Estimating novel potential drug targets of Plasmodium falciparum by analysing the metabolic network of knock-out strains in silico

Malaria is one of the world's most common and serious diseases causing death of about 3 million people each year. Its most severe occurrence is caused by the protozoan Plasmodium falciparum. Biomedical research could enable treating the disease by effectively and specifically targeting essential enzymes of this parasite. However, the parasite has developed resistance to existing drugs making it indispensable to discover new drugs. We have established a simple computational tool which analyses the topology of the metabolic network of P. falciparum to identify essential enzymes as possible drug targets. We investigated the essentiality of a reaction in the metabolic network by deleting (knocking-out) such a reaction in silico. The algorithm selected neighbouring compounds of the investigated reaction that had to be produced by alternative biochemical pathways. Using breadth first searches, we tested qualitatively if these products could be generated by reactions that serve as potential deviations of the metabolic flux. With this we identified 70 essential reactions. Our results were compared with a comprehensive list of 38 targets of approved malaria drugs.
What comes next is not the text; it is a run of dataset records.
//! Temporary workspaces holding instance files for CLI tests.

use camino::Utf8PathBuf;
use tempfile::TempDir;

/// Three nodes one unit apart with wide windows; the tour `1 2` costs 3.
pub(super) const TRIANGLE: &str = "\
# three nodes, unit distances
3
0 1 1
1 0 1
1 1 0
0 100
0 100
0 100
";

/// Nodes on a line where node 1 closes at time 1, so visiting node 2 first
/// is late.
pub(super) const TIGHT_LINE: &str = "3\n0 1 2\n1 0 1\n2 1 0\n0 100\n0 1\n0 100\n";

/// Four nodes on a line, each customer closing one unit after the previous
/// one, so `1 2 3` (cost 6) is the only feasible tour.
pub(super) const STAIRCASE: &str = "\
4
0 1 2 3
1 0 1 2
2 1 0 1
3 2 1 0
0 100
0 1
0 2
0 3
";

#[derive(Debug)]
pub(super) struct Workspace {
    _dir: TempDir,
    root: Utf8PathBuf,
}

impl Workspace {
    pub(super) fn new() -> Self {
        let dir = TempDir::new().expect("tempdir");
        let root = Utf8PathBuf::from_path_buf(dir.path().to_path_buf()).expect("utf-8 workspace");
        Self { _dir: dir, root }
    }

    pub(super) fn path(&self, name: &str) -> Utf8PathBuf {
        self.root.join(name)
    }

    pub(super) fn write(&self, name: &str, contents: &str) -> Utf8PathBuf {
        let path = self.path(name);
        std::fs::write(&path, contents).expect("write workspace file");
        path
    }
}
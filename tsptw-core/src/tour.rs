//! Tours through every node of an instance.
//!
//! A [`Tour`] is a permutation of `[0, n)` whose first position is the depot.
//! The closing edge back to the depot is implicit.

use std::fmt;

use thiserror::Error;

use crate::Instance;

/// An ordered visit of every node, starting at the depot.
///
/// # Examples
/// ```
/// use tsptw_core::Tour;
///
/// let tour = Tour::from_visits(&[2, 1], 3).expect("valid permutation");
/// assert_eq!(tour.nodes(), &[0, 2, 1]);
/// assert_eq!(tour.visits(), &[2, 1]);
/// ```
#[derive(Debug, Clone, PartialEq, Eq, Hash)]
#[cfg_attr(feature = "serde", derive(serde::Serialize))]
#[cfg_attr(feature = "serde", serde(transparent))]
pub struct Tour {
    nodes: Vec<usize>,
}

/// Errors returned when a node sequence is not a valid tour.
#[derive(Debug, Clone, PartialEq, Eq, Error)]
pub enum TourError {
    /// The sequence does not cover every node exactly once.
    #[error("tour visits {found} nodes but the instance has {expected}")]
    WrongLength {
        /// Number of nodes in the instance.
        expected: usize,
        /// Number of nodes in the sequence.
        found: usize,
    },
    /// A node index is outside `[0, node_count)`.
    #[error("node {node} is out of range for an instance of {node_count} nodes")]
    NodeOutOfRange {
        /// Offending node index.
        node: usize,
        /// Number of nodes in the instance.
        node_count: usize,
    },
    /// A node appears more than once.
    #[error("node {node} is visited more than once")]
    DuplicateNode {
        /// Repeated node index.
        node: usize,
    },
    /// Position 0 does not hold the depot.
    #[error("tour must start at the depot but starts at node {found}")]
    DepotNotFirst {
        /// Node found in position 0.
        found: usize,
    },
}

impl Tour {
    /// Validates and constructs a [`Tour`] over `node_count` nodes.
    pub fn new(nodes: Vec<usize>, node_count: usize) -> Result<Self, TourError> {
        if nodes.len() != node_count {
            return Err(TourError::WrongLength {
                expected: node_count,
                found: nodes.len(),
            });
        }
        let mut seen = vec![false; node_count];
        for &node in &nodes {
            let slot = seen
                .get_mut(node)
                .ok_or(TourError::NodeOutOfRange { node, node_count })?;
            if *slot {
                return Err(TourError::DuplicateNode { node });
            }
            *slot = true;
        }
        match nodes.first() {
            Some(&first) if first != Instance::DEPOT => {
                Err(TourError::DepotNotFirst { found: first })
            }
            _ => Ok(Self { nodes }),
        }
    }

    /// Builds a tour from the visits that follow the depot.
    ///
    /// This is the shape tours take on the command line, where the leading
    /// depot is implicit.
    pub fn from_visits(visits: &[usize], node_count: usize) -> Result<Self, TourError> {
        let mut nodes = Vec::with_capacity(visits.len() + 1);
        nodes.push(Instance::DEPOT);
        nodes.extend_from_slice(visits);
        Self::new(nodes, node_count)
    }

    /// Every node in visiting order, depot first.
    #[must_use]
    pub fn nodes(&self) -> &[usize] {
        &self.nodes
    }

    /// The nodes visited after leaving the depot.
    #[must_use]
    pub fn visits(&self) -> &[usize] {
        self.nodes.get(1..).unwrap_or_default()
    }

    /// Number of positions in the tour.
    #[must_use]
    pub const fn len(&self) -> usize {
        self.nodes.len()
    }

    /// Whether the tour has no positions.
    #[must_use]
    pub const fn is_empty(&self) -> bool {
        self.nodes.is_empty()
    }

    /// Consecutive `(from, to)` edges including the return to the depot.
    pub fn edges(&self) -> impl Iterator<Item = (usize, usize)> + '_ {
        let closing = match (self.nodes.last(), self.nodes.first()) {
            (Some(&last), Some(&first)) => Some((last, first)),
            _ => None,
        };
        self.nodes
            .windows(2)
            .filter_map(|pair| match *pair {
                [from, to] => Some((from, to)),
                _ => None,
            })
            .chain(closing)
    }
}

impl fmt::Display for Tour {
    fn fmt(&self, f: &mut fmt::Formatter<'_>) -> fmt::Result {
        let mut first = true;
        for node in &self.nodes {
            if !first {
                f.write_str(" ")?;
            }
            write!(f, "{node}")?;
            first = false;
        }
        Ok(())
    }
}
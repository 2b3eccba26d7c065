//! The one-line run report.

use std::fmt;

use crate::{RunOutcome, RunStatus};

/// Short instance name: the last two `/`-separated segments of `path`.
///
/// Trailing empty segments are dropped first, so `a/b/` names `a/b`.
///
/// # Examples
/// ```
/// use tsptw_core::instance_name;
///
/// assert_eq!(instance_name("data/potvin/rc_201.1.txt"), "potvin/rc_201.1.txt");
/// assert_eq!(instance_name("rc_201.1.txt"), "rc_201.1.txt");
/// ```
#[must_use]
pub fn instance_name(path: &str) -> String {
    let segments: Vec<&str> = path.trim_end_matches('/').split('/').collect();
    let tail = segments
        .len()
        .checked_sub(2)
        .and_then(|start| segments.get(start..))
        .unwrap_or(&segments);
    tail.join("/")
}

/// A finished run rendered for standard output.
///
/// Displays as
/// `<instance> | <solver> | <status> | <objective> | <elapsed> | <tour or error>`
/// with the first five fields right-aligned to ten columns. The tour omits
/// the leading depot so it reads like the tour given on the command line.
#[derive(Debug, Clone, PartialEq)]
#[cfg_attr(feature = "serde", derive(serde::Serialize))]
pub struct ReportLine {
    /// Short instance name, see [`instance_name`].
    pub instance: String,
    /// Name of the solver that produced the outcome.
    pub solver: String,
    /// Run classification.
    pub status: RunStatus,
    /// Best cost in real units.
    pub objective: f64,
    /// Seconds from the start of the run to the best tour.
    pub elapsed: f64,
    /// Visits after the depot, absent when the run crashed.
    #[cfg_attr(feature = "serde", serde(skip_serializing_if = "Option::is_none"))]
    pub tour: Option<Vec<usize>>,
    /// Error message of a crashed run.
    #[cfg_attr(feature = "serde", serde(skip_serializing_if = "Option::is_none"))]
    pub error: Option<String>,
}

impl ReportLine {
    /// Build the report for `outcome`.
    #[must_use]
    pub fn new(instance: &str, solver: &str, outcome: &RunOutcome) -> Self {
        let crashed = outcome.crashed();
        Self {
            instance: instance_name(instance),
            solver: solver.to_owned(),
            status: outcome.status,
            objective: outcome.objective,
            elapsed: outcome.time_to_best.as_secs_f64(),
            tour: outcome
                .tour
                .as_ref()
                .filter(|_| !crashed)
                .map(|tour| tour.visits().to_vec()),
            error: outcome.error.clone().filter(|_| crashed),
        }
    }
}

impl fmt::Display for ReportLine {
    fn fmt(&self, f: &mut fmt::Formatter<'_>) -> fmt::Result {
        write!(
            f,
            "{:>10} | {:>10} | {:>10} | {:>10.2} | {:>10.2} | ",
            self.instance, self.solver, self.status, self.objective, self.elapsed
        )?;
        match (&self.error, &self.tour) {
            (Some(error), _) => f.write_str(error),
            (None, Some(visits)) => {
                let mut first = true;
                for node in visits {
                    if !first {
                        f.write_str(" ")?;
                    }
                    write!(f, "{node}")?;
                    first = false;
                }
                Ok(())
            }
            (None, None) => Ok(()),
        }
    }
}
When combining our approach with an in silico analysis performed recently [Yeh, I., Hanekamp, T., Tsoka, S., Karp, P.D., Altman, R.B., 2004. Computational analysis of Plasmodium falciparum metabolism: organizing genomic information to facilitate drug discovery. Genome Res. 14, 917–924] we could improve the precision of the prediction results. Finally we present a refined list of 22 new potential candidate targets for P. falciparum, half of which have reasonable evidence to be valid targets against micro-organisms and cancer.